There is no mention of homosexuality anywhere in the bible, in any of its original languages. There are, however, words that are twisted and taken out of context, or translated to mean what they did not mean in the original language.
Anyone (religious person who believes in this stuff) who uses the bible to condone anti-homosexual bigotry is committing a sin.
MikeE
@Oprah: and by the way, there is absolutely no difference between the “abomination” quoted as an admonition against homosexuality and that against shellfish. They are both “abominations”. there is no “degree” of abomination. you are cherry-picking your bible verses and THAT, my poor friend, is also a sin. you are bearing false witness.
Berto Lozano
Shannon1981 you need to up the meds. There is no gay holocaust now or in the future. In case you haven’t looked around we’re winning the damn culture war handily. You sound as stupid and crazy as Michele Bachmann and Glenn Beck.
Soupy
Dear Oprah, I think that you are in more trouble for deciding on your own interpretation of god’s words. Who are you to say that the abomination of shellfish is a petty issue? It’s weighted and worded exactly the same as every other abomination in Leviticus.
Phil
@Shannon1981:
In the United States, free speech _does_ protect “hate speech.” Speech restrictions must generally be content-neutral, which means that you can restrict the time, place, and manner of speech, but you can’t have separate rules based on what a speaker is trying to say.

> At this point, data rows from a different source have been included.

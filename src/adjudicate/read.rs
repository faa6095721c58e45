use std::sync::{Arc, Mutex, PoisonError};

use crate::align::GraphMapping;

/// 样本（读段组）身份
#[derive(Debug, Clone, PartialEq, Eq, Hash)]
pub struct Sample {
    name: String,
    read_group: String,
}

impl Sample {
    pub fn new(name: impl Into<String>, read_group: impl Into<String>) -> Self {
        Self {
            name: name.into(),
            read_group: read_group.into(),
        }
    }

    pub fn name(&self) -> &str {
        &self.name
    }

    pub fn read_group(&self) -> &str {
        &self.read_group
    }
}

/// 一条待裁决的 read。
///
/// 比对结果列表由单个非重入锁保护；裁决先算好所有更新，再一次性加锁追加。
#[derive(Debug)]
pub struct Read {
    id: String,
    sequence: Vec<u8>,
    reverse: bool,
    sample: Arc<Sample>,
    mappings: Mutex<Vec<Arc<GraphMapping>>>,
}

impl Read {
    pub fn new(id: impl Into<String>, sequence: impl Into<Vec<u8>>, sample: Arc<Sample>) -> Self {
        Self {
            id: id.into(),
            sequence: sequence.into(),
            reverse: false,
            sample,
            mappings: Mutex::new(Vec::new()),
        }
    }

    pub fn with_reverse(mut self, reverse: bool) -> Self {
        self.reverse = reverse;
        self
    }

    pub fn id(&self) -> &str {
        &self.id
    }

    pub fn sequence(&self) -> &[u8] {
        &self.sequence
    }

    pub fn len(&self) -> usize {
        self.sequence.len()
    }

    pub fn is_empty(&self) -> bool {
        self.sequence.is_empty()
    }

    pub fn is_reverse(&self) -> bool {
        self.reverse
    }

    pub fn sample(&self) -> &Arc<Sample> {
        &self.sample
    }

    pub(crate) fn push_mappings(&self, new: impl IntoIterator<Item = Arc<GraphMapping>>) {
        self.mappings
            .lock()
            .unwrap_or_else(PoisonError::into_inner)
            .extend(new);
    }

    pub fn mappings(&self) -> Vec<Arc<GraphMapping>> {
        self.mappings
            .lock()
            .unwrap_or_else(PoisonError::into_inner)
            .clone()
    }

    pub fn mapping_count(&self) -> usize {
        self.mappings
            .lock()
            .unwrap_or_else(PoisonError::into_inner)
            .len()
    }
}
use std::collections::HashMap;
use std::fmt;
use std::sync::atomic::{AtomicU32, Ordering};
use std::sync::{Arc, OnceLock, PoisonError, RwLock};

use serde::{Deserialize, Serialize};

use super::VariantId;

/// 支持度置信分档：由比对得分占满分的百分比决定，平局单独计入 Ambiguous
#[derive(Debug, Clone, Copy, PartialEq, Eq, Hash, PartialOrd, Ord, Serialize, Deserialize)]
pub enum ConfidenceTier {
    NinetyFive = 0,
    Ninety = 1,
    Eighty = 2,
    Seventy = 3,
    Low = 4,
    Ambiguous = 5,
}

pub const TIER_COUNT: usize = 6;

impl ConfidenceTier {
    pub const ALL: [ConfidenceTier; TIER_COUNT] = [
        ConfidenceTier::NinetyFive,
        ConfidenceTier::Ninety,
        ConfidenceTier::Eighty,
        ConfidenceTier::Seventy,
        ConfidenceTier::Low,
        ConfidenceTier::Ambiguous,
    ];

    /// 百分比 → 分档（永远不会返回 Ambiguous）
    pub fn from_percent(percent: u32) -> Self {
        if percent >= 95 {
            ConfidenceTier::NinetyFive
        } else if percent >= 90 {
            ConfidenceTier::Ninety
        } else if percent >= 80 {
            ConfidenceTier::Eighty
        } else if percent >= 70 {
            ConfidenceTier::Seventy
        } else {
            ConfidenceTier::Low
        }
    }

    pub fn index(self) -> usize {
        self as usize
    }

    pub fn short_name(self) -> &'static str {
        match self {
            ConfidenceTier::NinetyFive => "NFP",
            ConfidenceTier::Ninety => "NP",
            ConfidenceTier::Eighty => "EP",
            ConfidenceTier::Seventy => "SP",
            ConfidenceTier::Low => "LP",
            ConfidenceTier::Ambiguous => "AP",
        }
    }
}

impl fmt::Display for ConfidenceTier {
    fn fmt(&self, f: &mut fmt::Formatter<'_>) -> fmt::Result {
        let name = match self {
            ConfidenceTier::NinetyFive => "NinetyFivePercent",
            ConfidenceTier::Ninety => "NinetyPercent",
            ConfidenceTier::Eighty => "EightyPercent",
            ConfidenceTier::Seventy => "SeventyPercent",
            ConfidenceTier::Low => "LowPercent",
            ConfidenceTier::Ambiguous => "Ambiguous",
        };
        f.write_str(name)
    }
}

/// 单个样本的计数：[正向/反向][分档]
#[derive(Debug, Default)]
struct SampleCounts {
    forward: [AtomicU32; TIER_COUNT],
    reverse: [AtomicU32; TIER_COUNT],
}

impl SampleCounts {
    fn bucket(&self, reverse: bool, tier: ConfidenceTier) -> &AtomicU32 {
        if reverse {
            &self.reverse[tier.index()]
        } else {
            &self.forward[tier.index()]
        }
    }
}

/// 某样本计数的快照，`[0]` 为正向，`[1]` 为反向
pub type CountSnapshot = [[u32; TIER_COUNT]; 2];

/// 等位基因：构建后序列不可变；计数只增不减，可被多线程并发累加。
///
/// 指回所属 Variant 的是一个非拥有的 [`VariantId`]，由 `VariantList` 在登记时设置一次。
#[derive(Debug)]
pub struct Allele {
    sequence: Vec<u8>,
    variant: OnceLock<VariantId>,
    counts: RwLock<HashMap<Arc<str>, Arc<SampleCounts>>>,
}

impl Allele {
    pub fn new(sequence: impl Into<Vec<u8>>) -> Self {
        Self {
            sequence: sequence.into(),
            variant: OnceLock::new(),
            counts: RwLock::new(HashMap::new()),
        }
    }

    pub fn sequence(&self) -> &[u8] {
        &self.sequence
    }

    pub fn sequence_string(&self) -> String {
        String::from_utf8_lossy(&self.sequence).into_owned()
    }

    pub fn len(&self) -> usize {
        self.sequence.len()
    }

    pub fn is_empty(&self) -> bool {
        self.sequence.is_empty()
    }

    /// 重复设置返回 false，原值保留
    pub fn set_variant(&self, id: VariantId) -> bool {
        self.variant.set(id).is_ok()
    }

    pub fn variant(&self) -> Option<VariantId> {
        self.variant.get().copied()
    }

    fn sample_counts(&self, sample: &str) -> Arc<SampleCounts> {
        // 读锁快路径；样本首次出现时才取写锁
        if let Ok(map) = self.counts.read() {
            if let Some(c) = map.get(sample) {
                return Arc::clone(c);
            }
        }
        let mut map = self.counts.write().unwrap_or_else(PoisonError::into_inner);
        Arc::clone(map.entry(Arc::from(sample)).or_default())
    }

    pub fn increment(&self, sample: &str, tier: ConfidenceTier, reverse: bool) {
        self.sample_counts(sample)
            .bucket(reverse, tier)
            .fetch_add(1, Ordering::Relaxed);
    }

    pub fn forward_count(&self, sample: &str, tier: ConfidenceTier) -> u32 {
        self.load(sample, false, tier)
    }

    pub fn reverse_count(&self, sample: &str, tier: ConfidenceTier) -> u32 {
        self.load(sample, true, tier)
    }

    fn load(&self, sample: &str, reverse: bool, tier: ConfidenceTier) -> u32 {
        let map = self.counts.read().unwrap_or_else(PoisonError::into_inner);
        map.get(sample)
            .map(|c| c.bucket(reverse, tier).load(Ordering::Relaxed))
            .unwrap_or(0)
    }

    /// 所有样本、两个方向在该分档上的总和
    pub fn total_count(&self, tier: ConfidenceTier) -> u32 {
        let map = self.counts.read().unwrap_or_else(PoisonError::into_inner);
        map.values()
            .map(|c| {
                c.bucket(false, tier).load(Ordering::Relaxed)
                    + c.bucket(true, tier).load(Ordering::Relaxed)
            })
            .sum()
    }

    /// 按样本名排序的计数快照
    pub fn snapshot(&self) -> Vec<(String, CountSnapshot)> {
        let map = self.counts.read().unwrap_or_else(PoisonError::into_inner);
        let mut out: Vec<(String, CountSnapshot)> = map
            .iter()
            .map(|(name, c)| {
                let mut snap = [[0u32; TIER_COUNT]; 2];
                for tier in ConfidenceTier::ALL {
                    snap[0][tier.index()] = c.bucket(false, tier).load(Ordering::Relaxed);
                    snap[1][tier.index()] = c.bucket(true, tier).load(Ordering::Relaxed);
                }
                (name.to_string(), snap)
            })
            .collect();
        out.sort_by(|a, b| a.0.cmp(&b.0));
        out
    }
}

#[cfg(test)]
mod tests {
    use super::*;

    #[test]
    fn tier_thresholds() {
        assert_eq!(
            ConfidenceTier::from_percent(100),
            ConfidenceTier::NinetyFive
        );
        assert_eq!(ConfidenceTier::from_percent(95), ConfidenceTier::NinetyFive);
        assert_eq!(ConfidenceTier::from_percent(94), ConfidenceTier::Ninety);
        assert_eq!(ConfidenceTier::from_percent(80), ConfidenceTier::Eighty);
        assert_eq!(ConfidenceTier::from_percent(70), ConfidenceTier::Seventy);
        assert_eq!(ConfidenceTier::from_percent(69), ConfidenceTier::Low);
        assert_eq!(ConfidenceTier::Ambiguous.short_name(), "AP");
        assert_eq!(ConfidenceTier::ALL.len(), TIER_COUNT);
    }

    #[test]
    fn counts_are_bucketed_by_sample_direction_and_tier() {
        let a = Allele::new(b"ACG".to_vec());
        a.increment("s1", ConfidenceTier::NinetyFive, false);
        a.increment("s1", ConfidenceTier::NinetyFive, false);
        a.increment("s1", ConfidenceTier::Low, true);
        a.increment("s2", ConfidenceTier::NinetyFive, true);

        assert_eq!(a.forward_count("s1", ConfidenceTier::NinetyFive), 2);
        assert_eq!(a.reverse_count("s1", ConfidenceTier::NinetyFive), 0);
        assert_eq!(a.reverse_count("s1", ConfidenceTier::Low), 1);
        assert_eq!(a.forward_count("missing", ConfidenceTier::Low), 0);
        assert_eq!(a.total_count(ConfidenceTier::NinetyFive), 3);

        let snap = a.snapshot();
        assert_eq!(snap.len(), 2);
        assert_eq!(snap[0].0, "s1");
        assert_eq!(snap[1].1[1][ConfidenceTier::NinetyFive.index()], 1);
    }

    #[test]
    fn variant_handle_is_set_once() {
        let a = Allele::new(b"T".to_vec());
        assert_eq!(a.variant(), None);
        assert!(a.set_variant(VariantId(3)));
        assert!(!a.set_variant(VariantId(4)));
        assert_eq!(a.variant(), Some(VariantId(3)));
    }

    #[test]
    fn concurrent_increments_are_not_lost() {
        let a = Arc::new(Allele::new(b"A".to_vec()));
        let handles: Vec<_> = (0..8)
            .map(|t| {
                let a = Arc::clone(&a);
                std::thread::spawn(move || {
                    let sample = if t % 2 == 0 { "even" } else { "odd" };
                    for _ in 0..1000 {
                        a.increment(sample, ConfidenceTier::Ninety, t % 4 == 0);
                    }
                })
            })
            .collect();
        for h in handles {
            h.join().unwrap();
        }
        assert_eq!(a.total_count(ConfidenceTier::Ninety), 8000);
    }
}
//! # graph-adjudicator
//!
//! 基于变异图的 read 等位基因裁决。
//!
//! 对一个参考区间，把已知变异编织成有向无环图：每个变异位点分叉为参考/替代等位基因节点，
//! 随后汇合。read 与图上所有路径同时做仿射空位比对，最优路径经过哪些节点，
//! 就说明这条 read 支持哪些等位基因；支持度按样本、链方向和置信分档计数。
//!
//! - **构图**：参考片段 + 变异位点的菱形结构，节点 arena 存储、创建顺序即拓扑序
//! - **图比对**：节点种子列取前驱末列最大值的 Smith-Waterman/Gotoh 推广，带确定性回溯
//! - **裁决**：编辑数阈值、短替代等位基因完全匹配、六档置信度、歧义单独计数
//! - **并发**：图只读共享，DP 缓冲区检出池，原子计数器
//!
//! ## 快速示例
//!
//! ```rust
//! use std::collections::VecDeque;
//! use std::sync::Arc;
//!
//! use graph_adjudicator::align::{self, ScoringParams};
//! use graph_adjudicator::graph::VariantGraph;
//! use graph_adjudicator::reference::InMemoryReference;
//! use graph_adjudicator::region::{Based, Region};
//! use graph_adjudicator::variant::Variant;
//!
//! let mut reference = InMemoryReference::new();
//! reference.insert("chr1", b"ACGTACGGCATGCATTCAGGA");
//! let region = Region::new("chr1", 0, 21, Based::Zero).unwrap();
//!
//! let snp = Variant::new("chr1", 10, Based::Zero, "T", vec![b"G".to_vec()]);
//! let mut variants: VecDeque<Arc<Variant>> = vec![Arc::new(snp)].into();
//! let params = ScoringParams::default();
//! let graph = VariantGraph::build(&reference, &mut variants, &region, params).unwrap();
//!
//! let mapping = align::align(&graph, b"ACGTACGGCAGGCATTCAGGA").unwrap();
//! assert_eq!(mapping.score, 21);
//! assert!(!graph.node(mapping.path[1].node).is_reference());
//! ```
//!
//! ## 模块说明
//!
//! - [`region`]：基因组区间
//! - [`variant`]：变异、等位基因与支持度计数
//! - [`reference`]：参考序列提供者
//! - [`graph`]：变异图及其构建
//! - [`align`]：图比对（打分、CIGAR、DP 缓冲区、回溯）
//! - [`adjudicate`]：裁决、报告、计数表与多线程驱动
//! - [`io`]：FASTA / FASTQ / VCF 解析
//! - [`util`]：DNA 编码 / 反向互补等工具函数
//! - [`error`]：错误类型

pub mod adjudicate;
pub mod align;
pub mod error;
pub mod graph;
pub mod io;
pub mod reference;
pub mod region;
pub mod util;
pub mod variant;
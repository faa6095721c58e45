use std::sync::Arc;

use crate::region::{Based, Region};

use super::variant::Variant;
use super::VariantId;

/// 按位置非降序逐个交付变异的流；`next_variant` 推进，`peek_variant` 只看不推进
pub trait VariantSource {
    fn next_variant(&mut self) -> Option<Arc<Variant>>;
    fn peek_variant(&self) -> Option<Arc<Variant>>;
}

/// 已排序的变异集合，构造时为每个等位基因登记所属 [`VariantId`]
#[derive(Debug, Default)]
pub struct VariantList {
    variants: Vec<Arc<Variant>>,
}

impl VariantList {
    pub fn new(mut variants: Vec<Variant>) -> Self {
        variants.sort_by(|a, b| {
            (a.chrom(), a.position_in(Based::Zero)).cmp(&(b.chrom(), b.position_in(Based::Zero)))
        });
        let variants: Vec<Arc<Variant>> = variants
            .into_iter()
            .enumerate()
            .map(|(i, v)| {
                for allele in v.alleles() {
                    allele.set_variant(VariantId(i as u32));
                }
                Arc::new(v)
            })
            .collect();
        Self { variants }
    }

    pub fn len(&self) -> usize {
        self.variants.len()
    }

    pub fn is_empty(&self) -> bool {
        self.variants.is_empty()
    }

    pub fn get(&self, id: VariantId) -> Option<&Arc<Variant>> {
        self.variants.get(id.0 as usize)
    }

    pub fn iter(&self) -> impl Iterator<Item = &Arc<Variant>> {
        self.variants.iter()
    }

    /// 全部变异的流
    pub fn cursor(&self) -> VariantCursor {
        VariantCursor {
            variants: self.variants.clone(),
            next: 0,
        }
    }

    /// 只包含起点落在 `region` 内的变异的流
    pub fn cursor_for(&self, region: &Region) -> VariantCursor {
        let variants = self
            .variants
            .iter()
            .filter(|v| {
                v.chrom() == region.reference_id()
                    && region.contains(v.position_in(region.based()))
            })
            .map(Arc::clone)
            .collect();
        VariantCursor { variants, next: 0 }
    }
}

/// [`VariantList`] 上的一次性游标
#[derive(Debug, Clone)]
pub struct VariantCursor {
    variants: Vec<Arc<Variant>>,
    next: usize,
}

impl VariantSource for VariantCursor {
    fn next_variant(&mut self) -> Option<Arc<Variant>> {
        let v = self.variants.get(self.next)?;
        self.next += 1;
        Some(Arc::clone(v))
    }

    fn peek_variant(&self) -> Option<Arc<Variant>> {
        self.variants.get(self.next).map(Arc::clone)
    }
}

/// 直接由内存中的 Variant 序列构成的流，主要用于测试和小规模调用
impl VariantSource for std::collections::VecDeque<Arc<Variant>> {
    fn next_variant(&mut self) -> Option<Arc<Variant>> {
        self.pop_front()
    }

    fn peek_variant(&self) -> Option<Arc<Variant>> {
        self.front().map(Arc::clone)
    }
}
//! 变异图
//!
//! 节点存放在 arena（`Vec<Node>`）中，边是下标而非指针。图构建完成后只读，
//! 可在多个比对线程之间无锁共享；每条比对各自的 DP 缓冲区见 [`crate::align::buffer`]。

mod builder;
pub mod node;

use std::io::Write;
use std::sync::Arc;

use crate::align::ScoringParams;
use crate::region::Region;
use crate::variant::{Allele, Variant};

pub use node::{AlleleSlot, Node, NodeId, NodeKind};

#[derive(Debug)]
pub struct VariantGraph {
    region: Region,
    scoring: ScoringParams,
    nodes: Vec<Node>,
    /// 参与构图的变异（跳过的不在其中），按出现顺序
    variants: Vec<Arc<Variant>>,
    /// 节点 DP 列在缓冲区中的起始列号，每个节点占 len + 1 列（首列为种子列）
    col_starts: Vec<usize>,
    total_cols: usize,
    reference_length: u32,
    skipped: bool,
}

impl VariantGraph {
    fn empty(region: Region, scoring: ScoringParams) -> Self {
        Self {
            region,
            scoring,
            nodes: Vec::new(),
            variants: Vec::new(),
            col_starts: Vec::new(),
            total_cols: 0,
            reference_length: 0,
            skipped: false,
        }
    }

    fn add_node(
        &mut self,
        position: u32,
        kind: NodeKind,
        slot: AlleleSlot,
        allele: Arc<Allele>,
    ) -> NodeId {
        let id = NodeId(self.nodes.len() as u32);
        let node = Node::new(id, position, kind, slot, allele);
        self.col_starts.push(self.total_cols);
        self.total_cols += node.len() + 1;
        self.nodes.push(node);
        id
    }

    fn add_edge(&mut self, from: NodeId, to: NodeId) {
        debug_assert!(from < to, "edges must point forward");
        self.nodes[from.index()].next.push(to);
        self.nodes[to.index()].prev.push(from);
    }

    pub fn region(&self) -> &Region {
        &self.region
    }

    pub fn scoring(&self) -> &ScoringParams {
        &self.scoring
    }

    /// 拓扑序（即 id 序）
    pub fn nodes(&self) -> &[Node] {
        &self.nodes
    }

    pub fn node(&self, id: NodeId) -> &Node {
        &self.nodes[id.index()]
    }

    pub fn len(&self) -> usize {
        self.nodes.len()
    }

    pub fn is_empty(&self) -> bool {
        self.nodes.is_empty()
    }

    pub fn variants(&self) -> &[Arc<Variant>] {
        &self.variants
    }

    /// 节点所属的变异；参考片段返回 None
    pub fn variant_of(&self, id: NodeId) -> Option<&Arc<Variant>> {
        self.node(id)
            .slot
            .variant()
            .and_then(|v| self.variants.get(v))
    }

    pub fn entry_nodes(&self) -> impl Iterator<Item = &Node> {
        self.nodes.iter().filter(|n| n.is_source())
    }

    pub fn sink_nodes(&self) -> impl Iterator<Item = &Node> {
        self.nodes.iter().filter(|n| n.is_sink())
    }

    pub fn edge_count(&self) -> usize {
        self.nodes.iter().map(|n| n.next.len()).sum()
    }

    /// 所有节点序列长度之和
    pub fn sequence_length(&self) -> usize {
        self.nodes.iter().map(Node::len).sum()
    }

    /// 参考片段与各变异参考跨度之和
    pub fn reference_length(&self) -> u32 {
        self.reference_length
    }

    /// 输入中是否有变异因 skip 标记被丢弃
    pub fn has_skipped(&self) -> bool {
        self.skipped
    }

    #[inline]
    pub(crate) fn col_start(&self, id: NodeId) -> usize {
        self.col_starts[id.index()]
    }

    pub(crate) fn total_cols(&self) -> usize {
        self.total_cols
    }

    /// 输出 Graphviz DOT，便于调试
    pub fn write_dot<W: Write>(&self, out: &mut W) -> std::io::Result<()> {
        writeln!(out, "digraph variant_graph {{")?;
        writeln!(out, "  rankdir=LR;")?;
        for n in &self.nodes {
            let shape = if n.is_reference() { "box" } else { "ellipse" };
            writeln!(
                out,
                "  n{} [shape={}, label=\"{}@{}\\n{}\"];",
                n.id,
                shape,
                n.id,
                n.position,
                String::from_utf8_lossy(n.sequence())
            )?;
        }
        for n in &self.nodes {
            for next in &n.next {
                writeln!(out, "  n{} -> n{};", n.id, next)?;
            }
        }
        writeln!(out, "}}")
    }
}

That’s not to say that schools don’t historically have broad discretion in terms of monitoring and regulating student behavior in the service of doing their job as a school. But most of the the comments here seem to make the point that the column was disgusting bigotry. In the U.S., you have an absolute right to be a bigot.
Shannon1981
@Berto Lozano: Ok, perhaps a bit of a stretch, but still. I stand by the idea that a) Bible quotes in no way belong in a school paper and b) inciting hate and violence in a school paper against an already targeted group falls under creating a hostile environment, last I checked, and c) the principal is a homophobe and therefore unable to be representative and protective of ALL students and should be removed.
@Phil: Yes you have a right to be a bigot, but in this context(a school) promoting these sorts of ideas are usually prohibited, and should be. Also, I guarantee you if a gay student wrote something against Christians and their Sky Wizard, it never would have made it to press. Double standard, you know.
hf2hvit
Guess he’ll be seen in the gay clubs soon
Rachelle
Now heres the REAL deal. I am acctually in school with Collin Johnson at East high, and was around when the paper what published. He DOES have the right to post it, and as a Former GSA president, its just another person to brush off our shoulders and move on. By the way, our princible is acctually a really good man, and should be respected. East high is a great school no matter what anyone says.